[Stored data]:
======
//! Time-of-day arithmetic.
//!
//! Source data carries local clock times as `HH:MM` strings without a date,
//! so durations are computed modulo one day unless an explicit day offset is
//! known.

use chrono::{NaiveTime, Timelike};

use crate::error::{Error, Result};

/// Minutes in one day.
pub const MINUTES_PER_DAY: i64 = 24 * 60;

/// Parse an `HH:MM` clock time.
///
/// # Errors
///
/// Returns [`Error::InvalidTimeFormat`] if the input is not a valid time.
pub fn parse_clock(value: &str) -> Result<NaiveTime> {
    NaiveTime::parse_from_str(value.trim(), "%H:%M").map_err(|_| Error::InvalidTimeFormat {
        value: value.to_string(),
    })
}

/// Convert an `HH:MM` clock time to minutes since midnight.
///
/// An absent (or blank) time yields `0`. Note that this makes "unknown" and
/// "00:00" indistinguishable; callers that care should check for presence
/// before calling.
///
/// # Errors
///
/// Returns [`Error::InvalidTimeFormat`] on malformed input.
pub fn to_minutes(clock_time: Option<&str>) -> Result<u32> {
    match clock_time.map(str::trim) {
        None | Some("") => Ok(0),
        Some(value) => {
            let time = parse_clock(value)?;
            Ok(time.hour() * 60 + time.minute())
        }
    }
}

/// Compute a flight duration in minutes from local departure/arrival times.
///
/// The result is `explicit_day_offset * 1440 + (arrival - departure)`. With no
/// explicit day offset, an arrival earlier than the departure is taken as a
/// single midnight crossing and one day is added. Multi-day flights need an
/// explicit offset.
///
/// # Errors
///
/// Returns [`Error::InvalidTimeFormat`] if either time is malformed.
pub fn flight_duration_minutes(
    departure: Option<&str>,
    arrival: Option<&str>,
    explicit_day_offset: u32,
) -> Result<u32> {
    let departure = i64::from(to_minutes(departure)?);
    let arrival = i64::from(to_minutes(arrival)?);

    let mut duration = i64::from(explicit_day_offset) * MINUTES_PER_DAY + (arrival - departure);
    if explicit_day_offset == 0 && duration < 0 {
        duration += MINUTES_PER_DAY;
    }

    u32::try_from(duration)
        .map_err(|_| Error::internal(format!("flight duration out of range: {duration}")))
}

/// Format a minute count as `H:MM`.
#[must_use]
pub fn format_duration(minutes: u32) -> String {
    format!("{}:{:02}", minutes / 60, minutes % 60)
}
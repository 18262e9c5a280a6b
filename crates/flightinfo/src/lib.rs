//! `flightinfo` - Flight status lookup across several data sources
//!
//! This library queries heterogeneous flight data sources concurrently,
//! merges their partial answers into one canonical flight record, and
//! computes the navigation figures none of them provide (great-circle
//! distances, block time across midnight, route progress).

#![warn(missing_docs)]
#![warn(missing_debug_implementations)]
#![deny(unsafe_code)]

pub mod aggregator;
pub mod cli;
pub mod config;
pub mod error;
pub mod guard;
pub mod logging;
pub mod model;
pub mod navmath;
pub mod service;
pub mod sources;

pub use aggregator::Aggregator;
pub use config::Config;
pub use error::{Error, Result};
pub use guard::{QueryBoard, QueryTicket};
pub use logging::init_logging;
pub use model::{Aircraft, Airline, Airport, Flight, FlightStatus, Position};
pub use navmath::Coordinate;
pub use service::{FlightService, QueryOutcome, RouteResult};
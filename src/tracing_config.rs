use tracing_appender::rolling;
use tracing_subscriber::{EnvFilter, Layer, layer::SubscriberExt, util::SubscriberInitExt};

/// Initialize tracing with console and file logging.
///
/// - Console (stdout): `RUST_LOG` if set, otherwise INFO and above.
/// - File: DEBUG and above, rolled daily under `./logs`.
///
/// The returned guard owns the non-blocking file writer. Keep it alive for
/// the whole program, dropping it flushes buffered log lines.
pub fn init_tracing() -> tracing_appender::non_blocking::WorkerGuard {
    // qimeng_school.log.2025-11-01, qimeng_school.log.2025-11-02, ...
    let file_appender = rolling::daily("./logs", "qimeng_school.log");
    let (non_blocking_file, guard) = tracing_appender::non_blocking(file_appender);

    let file_layer = tracing_subscriber::fmt::layer()
        .with_writer(non_blocking_file)
        .with_ansi(false)
        .with_filter(EnvFilter::new("debug,sqlx=info"));

    let console_filter =
        EnvFilter::try_from_default_env().unwrap_or_else(|_| EnvFilter::new("info"));
    let console_layer = tracing_subscriber::fmt::layer()
        .with_writer(std::io::stdout)
        .with_ansi(false)
        .with_filter(console_filter);

    tracing_subscriber::registry()
        .with(console_layer)
        .with(file_layer)
        .init();

    tracing::info!("Tracing initialized (console=INFO+, file=DEBUG+)");

    guard
}
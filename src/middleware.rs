use axum::{
    extract::{FromRequestParts, Request, State},
    http::{HeaderMap, header, request::Parts},
    middleware::Next,
    response::{IntoResponse, Response},
};
use axum_extra::extract::cookie::CookieJar;

use crate::{
    AppState,
    db::{DBClient, ProfileExt, UserExt},
    error::{ErrorMessage, HttpError},
    i18n::{FlashMessage, Lang},
    models::{StudentProfile, TeacherProfile, User, UserRole},
    utils::token,
    view::{FLASH_COOKIE, Flash, FlashRedirect, LANG_COOKIE, SESSION_COOKIE},
};

/// Everything a request knows about its caller.
///
/// Resolved once per request from cookies (or a `Bearer` header for API
/// clients) and cached in the request extensions, so guards and handlers
/// share the same lookup.
///
/// ```
/// async fn my_page(session: Session) -> impl IntoResponse {
///     Page::new(&session, ())
/// }
/// ```
#[derive(Debug, Clone, Default)]
pub struct Session {
    pub user: Option<User>,
    pub lang: Lang,
    pub flash: Option<Flash>,
}

impl FromRequestParts<AppState> for Session {
    type Rejection = HttpError;

    async fn from_request_parts(
        parts: &mut Parts,
        state: &AppState,
    ) -> Result<Self, Self::Rejection> {
        if let Some(session) = parts.extensions.get::<Session>() {
            return Ok(session.clone());
        }

        let session = load_session(&parts.headers, state).await?;
        parts.extensions.insert(session.clone());
        Ok(session)
    }
}

/// Token lookup order:
/// - `access_token` cookie (browser)
/// - `Authorization: Bearer <token>` header (API clients)
fn session_token(jar: &CookieJar, headers: &HeaderMap) -> Option<String> {
    jar.get(SESSION_COOKIE)
        .map(|cookie| cookie.value().to_string())
        .or_else(|| {
            headers
                .get(header::AUTHORIZATION)
                .and_then(|auth_header| auth_header.to_str().ok())
                .and_then(|auth_value| auth_value.strip_prefix("Bearer "))
                .map(str::to_owned)
        })
}

async fn load_session(headers: &HeaderMap, state: &AppState) -> Result<Session, HttpError> {
    let jar = CookieJar::from_headers(headers);

    let lang = jar
        .get(LANG_COOKIE)
        .and_then(|cookie| Lang::from_code(cookie.value()))
        .unwrap_or_default();
    let flash = jar
        .get(FLASH_COOKIE)
        .and_then(|cookie| Flash::decode(cookie.value()));

    // A bad or expired token is an anonymous visitor, not an error.
    let user_id = session_token(&jar, headers)
        .and_then(|token| token::decode_token(token, state.env.jwt_secret.as_bytes()).ok());

    let user = match user_id {
        Some(user_id) => state
            .db_client
            .get_user(Some(user_id), None, None)
            .await
            .map_err(|e| {
                tracing::error!("Failed to load session user {}: {}", user_id, e);
                HttpError::server_error(ErrorMessage::ServerError.to_string())
            })?,
        None => None,
    };

    Ok(Session { user, lang, flash })
}

#[derive(Debug, Clone)]
pub struct StudentPrincipal {
    pub user: User,
    pub profile: StudentProfile,
}

#[derive(Debug, Clone)]
pub struct TeacherPrincipal {
    pub user: User,
    pub profile: TeacherProfile,
}

#[derive(Debug, Clone)]
pub struct AdminPrincipal {
    pub user: User,
}

/// An authenticated caller whose role and profile have been verified.
#[derive(Debug, Clone)]
pub enum Principal {
    Student(StudentPrincipal),
    Teacher(TeacherPrincipal),
    Admin(AdminPrincipal),
}

#[derive(Debug, Clone)]
pub enum Access {
    Authorized(Principal),
    Unauthenticated,
    Forbidden,
    /// Role matches but the profile row is missing.
    NoProfile,
}

/// Single authorization rule for every guarded area.
///
/// Students and teachers must also own a profile row; admins have none.
pub async fn authorize(
    db: &DBClient,
    user: Option<&User>,
    required_role: UserRole,
) -> Result<Access, sqlx::Error> {
    let Some(user) = user else {
        return Ok(Access::Unauthenticated);
    };

    if user.role != required_role {
        return Ok(Access::Forbidden);
    }

    let access = match required_role {
        UserRole::Student => match db.get_student_profile_by_user(user.id).await? {
            Some(profile) => Access::Authorized(Principal::Student(StudentPrincipal {
                user: user.clone(),
                profile,
            })),
            None => Access::NoProfile,
        },
        UserRole::Teacher => match db.get_teacher_profile_by_user(user.id).await? {
            Some(profile) => Access::Authorized(Principal::Teacher(TeacherPrincipal {
                user: user.clone(),
                profile,
            })),
            None => Access::NoProfile,
        },
        UserRole::Admin => Access::Authorized(Principal::Admin(AdminPrincipal {
            user: user.clone(),
        })),
    };

    Ok(access)
}

#[derive(Debug, Clone, Copy)]
enum GuardMode {
    /// Browser pages: failures become a flash message and a redirect.
    Page,
    /// JSON endpoints: failures become an `HttpError`.
    Api,
}

fn deny(access: Access, required_role: UserRole, mode: GuardMode) -> Response {
    let missing_profile = match required_role {
        UserRole::Teacher => FlashMessage::TeacherProfileMissing,
        _ => FlashMessage::StudentProfileMissing,
    };

    match (mode, access) {
        (GuardMode::Page, Access::Unauthenticated) => {
            FlashRedirect::error("/login", FlashMessage::LoginRequired).into_response()
        }
        (GuardMode::Page, Access::NoProfile) => {
            FlashRedirect::error("/", missing_profile).into_response()
        }
        (GuardMode::Page, _) => {
            FlashRedirect::error("/", FlashMessage::PermissionDenied).into_response()
        }
        (GuardMode::Api, Access::Unauthenticated) => {
            HttpError::unauthorized(ErrorMessage::UserNotAuthenticated.to_string()).into_response()
        }
        (GuardMode::Api, Access::NoProfile) => {
            let message = match required_role {
                UserRole::Teacher => ErrorMessage::TeacherProfileMissing,
                _ => ErrorMessage::StudentProfileMissing,
            };
            HttpError::bad_request(message.to_string()).into_response()
        }
        (GuardMode::Api, _) => {
            HttpError::forbidden(ErrorMessage::PermissionDenied.to_string()).into_response()
        }
    }
}

async fn guard(
    app_state: AppState,
    session: Session,
    mut req: Request,
    next: Next,
    required_role: UserRole,
    mode: GuardMode,
) -> Response {
    let access = match authorize(&app_state.db_client, session.user.as_ref(), required_role).await
    {
        Ok(access) => access,
        Err(e) => {
            tracing::error!("Authorization lookup failed: {}", e);
            return HttpError::server_error(ErrorMessage::ServerError.to_string()).into_response();
        }
    };

    let principal = match access {
        Access::Authorized(principal) => principal,
        denied => {
            tracing::debug!(?required_role, ?denied, "Access denied");
            return deny(denied, required_role, mode);
        }
    };

    // Handlers pull the concrete principal with `Extension<...>`.
    match principal {
        Principal::Student(student) => {
            req.extensions_mut().insert(student);
        }
        Principal::Teacher(teacher) => {
            req.extensions_mut().insert(teacher);
        }
        Principal::Admin(admin) => {
            req.extensions_mut().insert(admin);
        }
    }
    req.extensions_mut().insert(session);

    next.run(req).await
}

pub async fn student_area(
    State(app_state): State<AppState>,
    session: Session,
    req: Request,
    next: Next,
) -> Response {
    guard(app_state, session, req, next, UserRole::Student, GuardMode::Page).await
}

pub async fn teacher_area(
    State(app_state): State<AppState>,
    session: Session,
    req: Request,
    next: Next,
) -> Response {
    guard(app_state, session, req, next, UserRole::Teacher, GuardMode::Page).await
}

pub async fn admin_area(
    State(app_state): State<AppState>,
    session: Session,
    req: Request,
    next: Next,
) -> Response {
    guard(app_state, session, req, next, UserRole::Admin, GuardMode::Page).await
}

/// Same rule as `student_area`, answering with JSON errors.
pub async fn student_api(
    State(app_state): State<AppState>,
    session: Session,
    req: Request,
    next: Next,
) -> Response {
    guard(app_state, session, req, next, UserRole::Student, GuardMode::Api).await
}
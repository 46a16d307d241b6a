use axum::{
    Router,
    extract::DefaultBodyLimit,
    http::{
        HeaderValue, Method,
        header::{ACCEPT, AUTHORIZATION, CONTENT_TYPE},
    },
    middleware,
};
use tower::ServiceBuilder;
use tower_http::{cors::CorsLayer, services::ServeDir, trace::TraceLayer};

use crate::{
    AppState,
    error::{ErrorMessage, HttpError},
    handler::{
        admin::admin_handler, api::api_handler, auth::auth_handler, public::public_handler,
        student::student_handler, teacher::teacher_handler,
    },
    middleware::{admin_area, student_api, student_area, teacher_area},
    uploads::PUBLIC_PREFIX,
};

async fn not_found() -> HttpError {
    HttpError::not_found(ErrorMessage::PageNotFound.to_string())
}

fn cors_layer(app_state: &AppState) -> CorsLayer {
    let origins: Vec<HeaderValue> = app_state
        .env
        .frontend_url
        .split(',')
        .filter_map(|origin| origin.trim().parse::<HeaderValue>().ok())
        .collect();

    CorsLayer::new()
        .allow_origin(origins)
        .allow_headers([AUTHORIZATION, ACCEPT, CONTENT_TYPE])
        .allow_credentials(true)
        .allow_methods([Method::GET, Method::POST, Method::OPTIONS])
}

pub fn create_router(app_state: AppState) -> Router {
    // Each area router sits behind the guard for its role; the guard hands
    // the verified principal to the handlers through request extensions.
    let student_routes = student_handler().layer(middleware::from_fn_with_state(
        app_state.clone(),
        student_area,
    ));
    let teacher_routes = teacher_handler().layer(middleware::from_fn_with_state(
        app_state.clone(),
        teacher_area,
    ));
    let admin_routes = admin_handler().layer(middleware::from_fn_with_state(
        app_state.clone(),
        admin_area,
    ));
    let api_routes =
        api_handler().layer(middleware::from_fn_with_state(app_state.clone(), student_api));

    Router::new()
        .merge(public_handler())
        .merge(auth_handler())
        .nest("/student", student_routes)
        .nest("/teacher", teacher_routes)
        .nest("/admin", admin_routes)
        .nest("/api", api_routes)
        .nest_service(PUBLIC_PREFIX, ServeDir::new(app_state.uploads.root()))
        .fallback(not_found)
        .layer(
            ServiceBuilder::new()
                .layer(TraceLayer::new_for_http())
                .layer(cors_layer(&app_state))
                .layer(DefaultBodyLimit::max(app_state.env.max_body_bytes)),
        )
        .with_state(app_state)
}
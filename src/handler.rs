pub mod admin;
pub mod api;
pub mod auth;
pub mod public;
pub mod student;
pub mod teacher;

/// Read-side fallback for page data: a failed query is logged and the page
/// renders with an empty collection or a zero count instead.
pub fn or_empty<T: Default>(result: Result<T, sqlx::Error>, context: &str) -> T {
    result.unwrap_or_else(|e| {
        tracing::error!("{}: {}", context, e);
        T::default()
    })
}
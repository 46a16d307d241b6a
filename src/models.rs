use chrono::prelude::*;
use serde::{Deserialize, Serialize};

/// Role of an account, stored as lowercase text in `users.role`.
///
/// A role decides which area of the portal a user may enter and which
/// profile table (if any) holds the rest of their data.
#[derive(Debug, Deserialize, Serialize, Clone, Copy, sqlx::Type, PartialEq, Eq, Hash)]
#[sqlx(rename_all = "lowercase")]
#[serde(rename_all = "lowercase")]
pub enum UserRole {
    Student,
    Teacher,
    Admin,
}

impl UserRole {
    pub fn to_str(&self) -> &'static str {
        match self {
            UserRole::Student => "student",
            UserRole::Teacher => "teacher",
            UserRole::Admin => "admin",
        }
    }

    pub fn parse(value: &str) -> Option<Self> {
        match value {
            "student" => Some(UserRole::Student),
            "teacher" => Some(UserRole::Teacher),
            "admin" => Some(UserRole::Admin),
            _ => None,
        }
    }

    /// Landing page after a successful login
    pub fn dashboard_path(&self) -> &'static str {
        match self {
            UserRole::Student => "/student/dashboard",
            UserRole::Teacher => "/teacher/dashboard",
            UserRole::Admin => "/admin/dashboard",
        }
    }
}

/// Account row. `password_hash` is an argon2 PHC string and never leaves the server.
#[derive(Debug, Deserialize, Serialize, sqlx::FromRow, Clone)]
pub struct User {
    pub id: i64,
    pub username: String,
    pub email: String,
    #[serde(skip_serializing)]
    pub password_hash: String,
    pub role: UserRole,
    pub avatar: String,
    pub created_at: DateTime<Utc>,
}

/// Student-specific data attached 1:1 to a `User` with role `student`.
#[derive(Debug, Deserialize, Serialize, sqlx::FromRow, Clone)]
pub struct StudentProfile {
    pub id: i64,
    pub user_id: i64,
    pub full_name: String,
    pub phone: Option<String>,
    pub date_of_birth: Option<NaiveDate>,
    pub native_language: String,
    pub chinese_level: String,
    pub emergency_contact: Option<String>,
}

/// Teacher-specific data attached 1:1 to a `User` with role `teacher`.
#[derive(Debug, Deserialize, Serialize, sqlx::FromRow, Clone)]
pub struct TeacherProfile {
    pub id: i64,
    pub user_id: i64,
    pub full_name: String,
    pub phone: Option<String>,
    pub specialization: Option<String>,
    pub bio: Option<String>,
    pub experience_years: i32,
    pub qualifications: Option<String>,
}

#[derive(Debug, Deserialize, Serialize, sqlx::FromRow, Clone)]
pub struct Course {
    pub id: i64,
    pub name: String,
    pub description: Option<String>,
    pub level: String, // HSK1..HSK6 or "oral"
    pub teacher_id: i64,
    pub start_date: NaiveDate,
    pub end_date: NaiveDate,
    pub schedule: Option<String>,
    pub max_students: i32,
    pub price: Option<f64>,
    pub status: String,
}

/// Join row between a student and a course. (student_id, course_id) is unique.
#[derive(Debug, Deserialize, Serialize, sqlx::FromRow, Clone)]
pub struct CourseEnrollment {
    pub id: i64,
    pub student_id: i64,
    pub course_id: i64,
    pub enrolled_at: DateTime<Utc>,
    pub status: String,
    pub progress: i32,
}

#[derive(Debug, Deserialize, Serialize, sqlx::FromRow, Clone, PartialEq)]
pub struct Lesson {
    pub id: i64,
    pub course_id: i64,
    pub title: String,
    pub description: Option<String>,
    pub lesson_date: DateTime<Utc>,
    pub duration: i32, // minutes
    pub classroom: Option<String>,
    pub online_link: Option<String>,
    pub status: String,
}

#[derive(Debug, Deserialize, Serialize, sqlx::FromRow, Clone)]
pub struct CourseMaterial {
    pub id: i64,
    pub course_id: i64,
    pub title: String,
    pub description: Option<String>,
    pub file_path: String,
    pub file_type: String,
    pub uploaded_at: DateTime<Utc>,
    pub is_public: bool,
}

/// Leave request lifecycle: `Pending` is the only non-terminal state.
#[derive(Debug, Deserialize, Serialize, Clone, Copy, sqlx::Type, PartialEq, Eq)]
#[sqlx(rename_all = "lowercase")]
#[serde(rename_all = "lowercase")]
pub enum LeaveStatus {
    Pending,
    Approved,
    Rejected,
}

impl LeaveStatus {
    pub fn to_str(&self) -> &'static str {
        match self {
            LeaveStatus::Pending => "pending",
            LeaveStatus::Approved => "approved",
            LeaveStatus::Rejected => "rejected",
        }
    }
}

#[derive(Debug, Deserialize, Serialize, sqlx::FromRow, Clone)]
pub struct LeaveRequest {
    pub id: i64,
    pub student_id: i64,
    pub course_id: i64,
    pub lesson_date: NaiveDate,
    pub reason: String,
    pub requested_at: DateTime<Utc>,
    pub status: LeaveStatus,
    pub teacher_comment: Option<String>,
    pub processed_at: Option<DateTime<Utc>>,
}

/// One scored speaking exercise. Rows are append-only.
#[derive(Debug, Deserialize, Serialize, sqlx::FromRow, Clone)]
pub struct SpeechPracticeRecord {
    pub id: i64,
    pub student_id: i64,
    pub topic: String,
    pub text_content: String,
    pub audio_file: Option<String>,
    pub score: i32,
    pub pronunciation_score: i32,
    pub fluency_score: i32,
    pub feedback: String,
    pub practiced_at: DateTime<Utc>,
}

#[derive(Debug, Deserialize, Serialize, sqlx::FromRow, Clone)]
pub struct StudyAbroadCase {
    pub id: i64,
    pub student_name: String,
    pub student_country: String,
    pub original_background: String,
    pub target_university: String,
    pub target_major: String,
    pub scholarship_amount: Option<f64>,
    pub success_story: String,
    pub student_photo: Option<String>,
    pub testimonial: Option<String>,
    pub created_at: DateTime<Utc>,
    pub is_featured: bool,
}

#[derive(Debug, Deserialize, Serialize, sqlx::FromRow, Clone)]
pub struct CampProgram {
    pub id: i64,
    pub name: String,
    pub description: String,
    pub theme: String,
    pub duration: i32, // days
    pub start_date: NaiveDate,
    pub end_date: NaiveDate,
    pub price: f64,
    pub max_participants: i32,
    pub min_age: i32,
    pub max_age: i32,
    pub itinerary: Option<String>,
    pub includes: Option<String>,
    pub excludes: Option<String>,
    pub status: String,
    pub featured_image: Option<String>,
}

/// Active course joined with its teacher's display name.
#[derive(Debug, Serialize, sqlx::FromRow, Clone)]
pub struct CourseWithTeacher {
    #[sqlx(flatten)]
    #[serde(flatten)]
    pub course: Course,
    pub teacher_name: String,
}

/// A student's active enrollment, carrying the course it points at.
#[derive(Debug, Serialize, sqlx::FromRow, Clone)]
pub struct EnrolledCourse {
    #[sqlx(flatten)]
    #[serde(flatten)]
    pub course: Course,
    pub enrollment_id: i64,
    pub enrolled_at: DateTime<Utc>,
    pub progress: i32,
}

/// A student on a course roster.
#[derive(Debug, Serialize, sqlx::FromRow, Clone)]
pub struct EnrolledStudent {
    #[sqlx(flatten)]
    #[serde(flatten)]
    pub profile: StudentProfile,
    pub enrolled_at: DateTime<Utc>,
    pub progress: i32,
}

#[derive(Debug, Serialize, sqlx::FromRow, Clone)]
pub struct LeaveRequestView {
    #[sqlx(flatten)]
    #[serde(flatten)]
    pub request: LeaveRequest,
    pub course_name: String,
    pub student_name: String,
}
======
[What is being asked]: The lines to return are those in the entries above that hold "rule".

[Your solution]:
/// Single authorization rule for every guarded area.
/// Same rule as `student_area`, answering with JSON errors.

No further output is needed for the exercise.